→ **What to work on**: Report each line of the listing that carries the word "through".

→ **Records for the exercise**:
- - - - - - -
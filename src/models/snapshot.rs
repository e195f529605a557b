//! Snapshot records
//!
//! Wire layout produced by `serialize` and consumed by `deserialize`:
//!
//! ```json
//! {
//!   "capacity": 100,
//!   "maxWeight": 100,
//!   "purgeInterval": 60000,
//!   "entries": [
//!     { "key": "a", "value": "x", "expiresAt": 1700000001000, "ttl": 1000,
//!       "slidingExpiration": false, "weight": 1, "createdAt": 1700000000000 }
//!   ]
//! }
//! ```
//!
//! Entries are listed least recently used first, so replaying them through
//! `set` rebuilds the same recency order.

use std::time::Duration;

use serde::{Deserialize, Serialize};

use crate::cache::{CacheEntry, CacheOptions, EntryOptions};

// == Serialized Cache ==
/// Configuration plus entries of one cache.
#[derive(Debug, Clone, Serialize, Deserialize)]
#[serde(rename_all = "camelCase")]
pub struct SerializedCache<K, V> {
    pub capacity: usize,
    pub max_weight: u64,
    /// Housekeeping cadence in milliseconds
    pub purge_interval: u64,
    pub entries: Vec<SerializedEntry<K, V>>,
}

impl<K, V> SerializedCache<K, V> {
    /// Sizing options to rebuild the cache with.
    pub fn options(&self) -> CacheOptions {
        CacheOptions::new(self.capacity)
            .with_max_weight(self.max_weight)
            .with_purge_interval_ms(self.purge_interval)
    }
}

// == Serialized Entry ==
/// One entry in the snapshot.
///
/// `ttl` and `weight` are signed so that hand-edited or foreign snapshots with
/// non-positive values are normalized instead of rejected.
#[derive(Debug, Clone, Serialize, Deserialize)]
#[serde(rename_all = "camelCase")]
pub struct SerializedEntry<K, V> {
    pub key: K,
    pub value: V,
    #[serde(default, skip_serializing_if = "Option::is_none")]
    pub expires_at: Option<u64>,
    #[serde(default, skip_serializing_if = "Option::is_none")]
    pub ttl: Option<i64>,
    #[serde(default, skip_serializing_if = "Option::is_none")]
    pub sliding_expiration: Option<bool>,
    #[serde(default = "default_weight")]
    pub weight: i64,
    #[serde(default, skip_serializing_if = "Option::is_none")]
    pub created_at: Option<u64>,
}

fn default_weight() -> i64 {
    1
}

/// An entry ready to be replayed through `set`.
#[derive(Debug, Clone, PartialEq)]
pub struct RestoredEntry<K, V> {
    pub key: K,
    pub value: V,
    pub options: EntryOptions,
    pub created_at: Option<u64>,
}

impl<K: Clone, V: Clone> SerializedEntry<K, V> {
    /// Captures a live entry.
    pub fn from_entry(key: &K, entry: &CacheEntry<V>) -> Self {
        Self {
            key: key.clone(),
            value: entry.value.clone(),
            expires_at: entry.expires_at,
            ttl: entry.ttl_ms.map(|ttl| ttl.min(i64::MAX as u64) as i64),
            sliding_expiration: Some(entry.sliding_expiration),
            weight: entry.weight.min(i64::MAX as u64) as i64,
            created_at: Some(entry.created_at),
        }
    }
}

impl<K, V> SerializedEntry<K, V> {
    // == Restore ==
    /// Converts the record into replayable `set` arguments as seen at `now`.
    ///
    /// Returns `None` when the entry's deadline has already passed. Fixed
    /// entries get the remaining lifetime as their TTL so that time spent at
    /// rest is deducted; sliding entries keep their full TTL.
    pub fn into_restored(self, now: u64) -> Option<RestoredEntry<K, V>> {
        if matches!(self.expires_at, Some(expires) if expires <= now) {
            return None;
        }

        let sliding = self.sliding_expiration.unwrap_or(false);
        let ttl_ms = self.ttl.filter(|&ttl| ttl > 0).map(|ttl| ttl as u64);
        let remaining_ms = self.expires_at.map(|expires| expires - now);

        let restored_ttl = match (sliding, ttl_ms, remaining_ms) {
            (true, Some(ttl), _) => Some(ttl),
            (_, _, Some(remaining)) => Some(remaining),
            (_, ttl, None) => ttl,
        };

        let options = EntryOptions {
            ttl: restored_ttl.map(Duration::from_millis),
            sliding_expiration: sliding,
            weight: self.weight.max(1) as u64,
        };

        Some(RestoredEntry {
            key: self.key,
            value: self.value,
            options,
            created_at: self.created_at,
        })
    }
}

// == Tagged Snapshot ==
/// Factory envelope naming which implementation produced `data`.
#[derive(Debug, Clone, Serialize, Deserialize)]
pub struct TaggedSnapshot {
    #[serde(rename = "type")]
    pub kind: String,
    /// The implementation's own `serialize` output
    pub data: String,
}

// == Unit Tests ==
#[cfg(test)]
mod tests {
    use super::*;

    const NOW: u64 = 1_700_000_010_000;

    fn entry(
        expires_at: Option<u64>,
        ttl: Option<i64>,
        sliding: bool,
    ) -> SerializedEntry<String, String> {
        SerializedEntry {
            key: "k".to_string(),
            value: "v".to_string(),
            expires_at,
            ttl,
            sliding_expiration: Some(sliding),
            weight: 2,
            created_at: Some(NOW - 5_000),
        }
    }

    #[test]
    fn test_expired_entry_is_skipped() {
        assert!(entry(Some(NOW - 1), Some(1_000), false).into_restored(NOW).is_none());
        assert!(entry(Some(NOW), Some(1_000), false).into_restored(NOW).is_none());
    }

    #[test]
    fn test_fixed_entry_gets_remaining_ttl() {
        let restored = entry(Some(NOW + 400), Some(5_000), false)
            .into_restored(NOW)
            .unwrap();

        assert_eq!(restored.options.effective_ttl_ms(), Some(400));
        assert!(!restored.options.sliding_expiration);
        assert_eq!(restored.options.weight, 2);
        assert_eq!(restored.created_at, Some(NOW - 5_000));
    }

    #[test]
    fn test_sliding_entry_keeps_full_ttl() {
        let restored = entry(Some(NOW + 400), Some(5_000), true)
            .into_restored(NOW)
            .unwrap();

        assert_eq!(restored.options.effective_ttl_ms(), Some(5_000));
        assert!(restored.options.sliding_expiration);
    }

    #[test]
    fn test_entry_without_ttl_never_expires() {
        let restored = entry(None, None, false).into_restored(NOW).unwrap();
        assert_eq!(restored.options.ttl, None);
    }

    #[test]
    fn test_non_positive_weight_is_normalized() {
        let json = r#"{"key":"k","value":"v","weight":-3}"#;
        let record: SerializedEntry<String, String> = serde_json::from_str(json).unwrap();
        let restored = record.into_restored(NOW).unwrap();
        assert_eq!(restored.options.weight, 1);
    }

    #[test]
    fn test_missing_weight_defaults_to_one() {
        let json = r#"{"key":"k","value":"v"}"#;
        let record: SerializedEntry<String, String> = serde_json::from_str(json).unwrap();
        assert_eq!(record.weight, 1);
    }

    #[test]
    fn test_tagged_snapshot_uses_type_field() {
        let tagged = TaggedSnapshot {
            kind: "linked-list".to_string(),
            data: "{}".to_string(),
        };
        let json = serde_json::to_value(&tagged).unwrap();
        assert_eq!(json["type"], "linked-list");
        assert_eq!(json["data"], "{}");
    }

    #[test]
    fn test_cache_record_field_names() {
        let record: SerializedCache<String, String> = SerializedCache {
            capacity: 3,
            max_weight: 10,
            purge_interval: 500,
            entries: vec![entry(None, None, false)],
        };
        let json = serde_json::to_value(&record).unwrap();
        assert_eq!(json["maxWeight"], 10);
        assert_eq!(json["purgeInterval"], 500);
        assert_eq!(json["entries"][0]["slidingExpiration"], false);
        assert!(json["entries"][0].get("expiresAt").is_none());
    }
}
- - - - - - -
→ **Output for this exercise**:
//! Entries are listed least recently used first, so replaying them through
/// An entry ready to be replayed through `set`.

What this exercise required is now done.